[Stored data]:
....

use std::collections::HashMap;

use serde::{Deserialize, Serialize};

use super::{TranslationModel, NULL_WORD};
use crate::alignment::{Alignment, Link};

/// Number of displacement buckets: NULL plus distances 0..=5.
pub const DISPLACEMENT_BUCKETS: usize = 7;

/// Positional component of the alignment probability.
#[derive(Debug, Clone, Copy, PartialEq, Serialize, Deserialize)]
pub enum Distortion {
    /// Every target position (and NULL) equally likely: 1 / (l + 1).
    Uniform,
    /// Bucketed displacement `|i - j·l/m|`, capped at 5. Index 0 is NULL.
    Displacement([f64; DISPLACEMENT_BUCKETS]),
}

impl Distortion {
    /// Displacement model with every bucket at 1/7.
    pub fn flat_displacement() -> Self {
        Distortion::Displacement([1.0 / DISPLACEMENT_BUCKETS as f64; DISPLACEMENT_BUCKETS])
    }

    fn probability(&self, target_len: usize, link: Link, source_len: usize, source_pos: usize) -> f64 {
        match self {
            Distortion::Uniform => 1.0 / (target_len + 1) as f64,
            Distortion::Displacement(params) => {
                let bucket = match link {
                    Link::Null => 0,
                    Link::Target(i) => {
                        let expected = source_pos as f64 * target_len as f64 / source_len as f64;
                        let distance = (i as f64 - expected).abs().floor() as usize;
                        1 + distance.min(5)
                    }
                };
                params[bucket]
            }
        }
    }
}

/// Conditional lexical translation table t(generated | given) with a
/// distortion component, in the style of IBM Models 1 and 2.
///
/// Used in both directions: the forward model conditions source words on
/// target words and scores hypotheses; the reverse model conditions target
/// words on source words and proposes candidates.
#[derive(Debug, Clone, Serialize, Deserialize)]
pub struct LexicalModel {
    pub(super) table: HashMap<String, HashMap<String, f64>>,
    pub(super) distortion: Distortion,
    pub(super) floor: f64,
}

impl LexicalModel {
    pub fn new(distortion: Distortion, floor: f64) -> Self {
        Self {
            table: HashMap::new(),
            distortion,
            floor,
        }
    }

    pub fn from_entries(
        entries: impl IntoIterator<Item = (String, String, f64)>,
        distortion: Distortion,
        floor: f64,
    ) -> Self {
        let mut model = Self::new(distortion, floor);
        for (given, generated, p) in entries {
            model.insert(given, generated, p);
        }
        model
    }

    pub fn insert(&mut self, given: String, generated: String, probability: f64) {
        self.table
            .entry(given)
            .or_default()
            .insert(generated, probability);
    }

    /// t(generated | given), or the floor for unseen pairs.
    pub fn probability(&self, given: &str, generated: &str) -> f64 {
        self.table
            .get(given)
            .and_then(|row| row.get(generated))
            .copied()
            .filter(|&p| p > 0.0)
            .unwrap_or(self.floor)
    }

    pub fn distortion(&self) -> Distortion {
        self.distortion
    }

    pub fn with_distortion(mut self, distortion: Distortion) -> Self {
        self.distortion = distortion;
        self
    }

    pub fn floor(&self) -> f64 {
        self.floor
    }

    /// Number of (given, generated) pairs in the table.
    pub fn entry_count(&self) -> usize {
        self.table.values().map(HashMap::len).sum()
    }
}

impl TranslationModel for LexicalModel {
    fn alignment_probability(
        &self,
        target: &[String],
        source: &[String],
        alignment: &Alignment,
    ) -> f64 {
        self.alignment_log_probability(target, source, alignment)
            .exp()
    }

    fn alignment_log_probability(
        &self,
        target: &[String],
        source: &[String],
        alignment: &Alignment,
    ) -> f64 {
        let mut log_prob = 0.0;
        for (j, generated) in source.iter().enumerate() {
            let link = alignment.target_aligned_to(j);
            let given = link
                .target()
                .and_then(|i| target.get(i))
                .map_or(NULL_WORD, String::as_str);
            let lexical = self.probability(given, generated);
            let positional = self
                .distortion
                .probability(target.len(), link, source.len(), j)
                .max(self.floor);
            log_prob += lexical.ln() + positional.ln();
        }
        log_prob
    }

    fn top_translations(&self, word: &str, k: usize) -> Vec<String> {
        let Some(row) = self.table.get(word) else {
            return Vec::new();
        };
        let mut ranked: Vec<(&String, f64)> = row.iter().map(|(w, &p)| (w, p)).collect();
        ranked.sort_by(|(w_a, p_a), (w_b, p_b)| p_b.total_cmp(p_a).then_with(|| w_a.cmp(w_b)));
        ranked.into_iter().take(k).map(|(w, _)| w.clone()).collect()
    }

    fn vocabulary(&self) -> Vec<String> {
        let mut words: Vec<String> = self.table.keys().cloned().collect();
        words.sort();
        words
    }
}

#[cfg(test)]
mod tests {
    use super::*;

    fn words(ws: &[&str]) -> Vec<String> {
        ws.iter().map(|w| w.to_string()).collect()
    }

    fn forward() -> LexicalModel {
        LexicalModel::from_entries(
            vec![
                ("the".to_string(), "le".to_string(), 0.8),
                ("cat".to_string(), "chat".to_string(), 0.9),
                (NULL_WORD.to_string(), "le".to_string(), 0.1),
            ],
            Distortion::Uniform,
            1e-10,
        )
    }

    #[test]
    fn unseen_pair_gets_floor() {
        let m = forward();
        assert_eq!(m.probability("the", "chien"), 1e-10);
        assert_eq!(m.probability("dog", "le"), 1e-10);
        assert_eq!(m.probability("the", "le"), 0.8);
    }

    #[test]
    fn model_one_alignment_probability() {
        let m = forward();
        let target = words(&["the", "cat"]);
        let source = words(&["le", "chat"]);
        let mut a = Alignment::new();
        a.add_pair(Link::Target(0), 0);
        a.add_pair(Link::Target(1), 1);
        let expected = (0.8 / 3.0) * (0.9 / 3.0);
        let p = m.alignment_probability(&target, &source, &a);
        assert!((p - expected).abs() < 1e-12);
    }

    #[test]
    fn null_link_uses_null_word() {
        let m = forward();
        let target = words(&["cat"]);
        let source = words(&["le", "chat"]);
        let mut a = Alignment::new();
        a.add_pair(Link::Null, 0);
        a.add_pair(Link::Target(0), 1);
        let expected = (0.1f64 / 2.0).ln() + (0.9f64 / 2.0).ln();
        let lp = m.alignment_log_probability(&target, &source, &a);
        assert!((lp - expected).abs() < 1e-12);
    }

    #[test]
    fn log_probability_survives_long_sentences() {
        let m = forward();
        let target = words(&["cat"; 400]);
        let source = words(&["chat"; 400]);
        let mut a = Alignment::new();
        for j in 0..400 {
            a.add_pair(Link::Target(j), j);
        }
        let lp = m.alignment_log_probability(&target, &source, &a);
        assert!(lp.is_finite());
        assert_eq!(m.alignment_probability(&target, &source, &a), lp.exp());
    }

    #[test]
    fn displacement_buckets() {
        let mut params = [0.0; DISPLACEMENT_BUCKETS];
        for (i, p) in params.iter_mut().enumerate() {
            *p = (i + 1) as f64 / 100.0;
        }
        let d = Distortion::Displacement(params);
        assert_eq!(d.probability(4, Link::Null, 4, 0), 0.01);
        assert_eq!(d.probability(4, Link::Target(2), 4, 2), 0.02);
        assert_eq!(d.probability(4, Link::Target(3), 4, 1), 0.04);
        assert_eq!(d.probability(20, Link::Target(19), 20, 0), 0.07);
    }

    #[test]
    fn top_translations_ordered_with_lexicographic_ties() {
        let m = LexicalModel::from_entries(
            vec![
                ("chat".to_string(), "cat".to_string(), 0.5),
                ("chat".to_string(), "tomcat".to_string(), 0.2),
                ("chat".to_string(), "kitty".to_string(), 0.2),
                ("chat".to_string(), NULL_WORD.to_string(), 0.1),
            ],
            Distortion::Uniform,
            1e-10,
        );
        assert_eq!(m.top_translations("chat", 3), words(&["cat", "kitty", "tomcat"]));
        assert_eq!(m.top_translations("chat", 10).len(), 4);
        assert!(m.top_translations("chien", 10).is_empty());
    }

    #[test]
    fn vocabulary_is_sorted() {
        let m = forward();
        assert_eq!(m.vocabulary(), words(&[NULL_WORD, "cat", "the"]));
        assert_eq!(m.entry_count(), 3);
    }
}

....

Begin at the line above that has "likely: 1 / (l + 1)." and stop after the line that has "pub fn flat_displacement()", copying each line exactly and adding nothing else.

    /// Every target position (and NULL) equally likely: 1 / (l + 1).
    Uniform,
    /// Bucketed displacement `|i - j·l/m|`, capped at 5. Index 0 is NULL.
    Displacement([f64; DISPLACEMENT_BUCKETS]),
}

impl Distortion {
    /// Displacement model with every bucket at 1/7.
    pub fn flat_displacement() -> Self {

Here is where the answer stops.